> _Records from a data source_
++++++++

//! Slice decoders for the fixed-width values embedded in CFB and MAPI
//! structures. Each function returns `None` when the slice is too short,
//! so absent substreams propagate as absent values.

use encoding_rs::UTF_16LE;

pub fn int8(data: &[u8]) -> Option<i8> {
    data.first().map(|&b| b as i8)
}

pub fn uint8(data: &[u8]) -> Option<u8> {
    data.first().copied()
}

pub fn int16(data: &[u8]) -> Option<i16> {
    Some(i16::from_le_bytes(data.get(..2)?.try_into().ok()?))
}

pub fn uint16(data: &[u8]) -> Option<u16> {
    Some(u16::from_le_bytes(data.get(..2)?.try_into().ok()?))
}

pub fn uint16be(data: &[u8]) -> Option<u16> {
    Some(u16::from_be_bytes(data.get(..2)?.try_into().ok()?))
}

pub fn int32(data: &[u8]) -> Option<i32> {
    Some(i32::from_le_bytes(data.get(..4)?.try_into().ok()?))
}

pub fn uint32(data: &[u8]) -> Option<u32> {
    Some(u32::from_le_bytes(data.get(..4)?.try_into().ok()?))
}

pub fn uint32be(data: &[u8]) -> Option<u32> {
    Some(u32::from_be_bytes(data.get(..4)?.try_into().ok()?))
}

pub fn int64(data: &[u8]) -> Option<i64> {
    Some(i64::from_le_bytes(data.get(..8)?.try_into().ok()?))
}

pub fn uint64(data: &[u8]) -> Option<u64> {
    Some(u64::from_le_bytes(data.get(..8)?.try_into().ok()?))
}

pub fn float32(data: &[u8]) -> Option<f32> {
    Some(f32::from_le_bytes(data.get(..4)?.try_into().ok()?))
}

pub fn float64(data: &[u8]) -> Option<f64> {
    Some(f64::from_le_bytes(data.get(..8)?.try_into().ok()?))
}

/// Decode a UTF-8 byte string; empty input is absent.
pub fn utf8(data: &[u8]) -> Option<String> {
    if data.is_empty() {
        return None;
    }
    Some(String::from_utf8_lossy(data).into_owned())
}

/// Decode a UTF-16LE byte string without BOM handling; empty input is
/// absent.
pub fn utf16le(data: &[u8]) -> Option<String> {
    if data.is_empty() {
        return None;
    }
    let (decoded, _) = UTF_16LE.decode_without_bom_handling(data);
    Some(decoded.into_owned())
}

/// Format 16 wire bytes as a GUID string. The first three fields are
/// little-endian on the wire and are byte-reversed for display, per the
/// Microsoft convention.
pub fn guid(data: &[u8]) -> Option<String> {
    if data.len() < 16 {
        return None;
    }
    Some(format!(
        "{:02X}{:02X}{:02X}{:02X}-{:02X}{:02X}-{:02X}{:02X}-{:02X}{:02X}-{:02X}{:02X}{:02X}{:02X}{:02X}{:02X}",
        data[3], data[2], data[1], data[0],
        data[5], data[4],
        data[7], data[6],
        data[8], data[9],
        data[10], data[11], data[12], data[13], data[14], data[15],
    ))
}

++++++++

Restate the data above word for word, please.

//! Slice decoders for the fixed-width values embedded in CFB and MAPI
//! structures. Each function returns `None` when the slice is too short,
//! so absent substreams propagate as absent values.

use encoding_rs::UTF_16LE;

pub fn int8(data: &[u8]) -> Option<i8> {
    data.first().map(|&b| b as i8)
}

pub fn uint8(data: &[u8]) -> Option<u8> {
    data.first().copied()
}

pub fn int16(data: &[u8]) -> Option<i16> {
    Some(i16::from_le_bytes(data.get(..2)?.try_into().ok()?))
}

pub fn uint16(data: &[u8]) -> Option<u16> {
    Some(u16::from_le_bytes(data.get(..2)?.try_into().ok()?))
}

pub fn uint16be(data: &[u8]) -> Option<u16> {
    Some(u16::from_be_bytes(data.get(..2)?.try_into().ok()?))
}

pub fn int32(data: &[u8]) -> Option<i32> {
    Some(i32::from_le_bytes(data.get(..4)?.try_into().ok()?))
}

pub fn uint32(data: &[u8]) -> Option<u32> {
    Some(u32::from_le_bytes(data.get(..4)?.try_into().ok()?))
}

pub fn uint32be(data: &[u8]) -> Option<u32> {
    Some(u32::from_be_bytes(data.get(..4)?.try_into().ok()?))
}

pub fn int64(data: &[u8]) -> Option<i64> {
    Some(i64::from_le_bytes(data.get(..8)?.try_into().ok()?))
}

pub fn uint64(data: &[u8]) -> Option<u64> {
    Some(u64::from_le_bytes(data.get(..8)?.try_into().ok()?))
}

pub fn float32(data: &[u8]) -> Option<f32> {
    Some(f32::from_le_bytes(data.get(..4)?.try_into().ok()?))
}

pub fn float64(data: &[u8]) -> Option<f64> {
    Some(f64::from_le_bytes(data.get(..8)?.try_into().ok()?))
}

/// Decode a UTF-8 byte string; empty input is absent.
pub fn utf8(data: &[u8]) -> Option<String> {
    if data.is_empty() {
        return None;
    }
    Some(String::from_utf8_lossy(data).into_owned())
}

/// Decode a UTF-16LE byte string without BOM handling; empty input is
/// absent.
pub fn utf16le(data: &[u8]) -> Option<String> {
    if data.is_empty() {
        return None;
    }
    let (decoded, _) = UTF_16LE.decode_without_bom_handling(data);
    Some(decoded.into_owned())
}

/// Format 16 wire bytes as a GUID string. The first three fields are
/// little-endian on the wire and are byte-reversed for display, per the
/// Microsoft convention.
pub fn guid(data: &[u8]) -> Option<String> {
    if data.len() < 16 {
        return None;
    }
    Some(format!(
        "{:02X}{:02X}{:02X}{:02X}-{:02X}{:02X}-{:02X}{:02X}-{:02X}{:02X}-{:02X}{:02X}{:02X}{:02X}{:02X}{:02X}",
        data[3], data[2], data[1], data[0],
        data[5], data[4],
        data[7], data[6],
        data[8], data[9],
        data[10], data[11], data[12], data[13], data[14], data[15],
    ))
}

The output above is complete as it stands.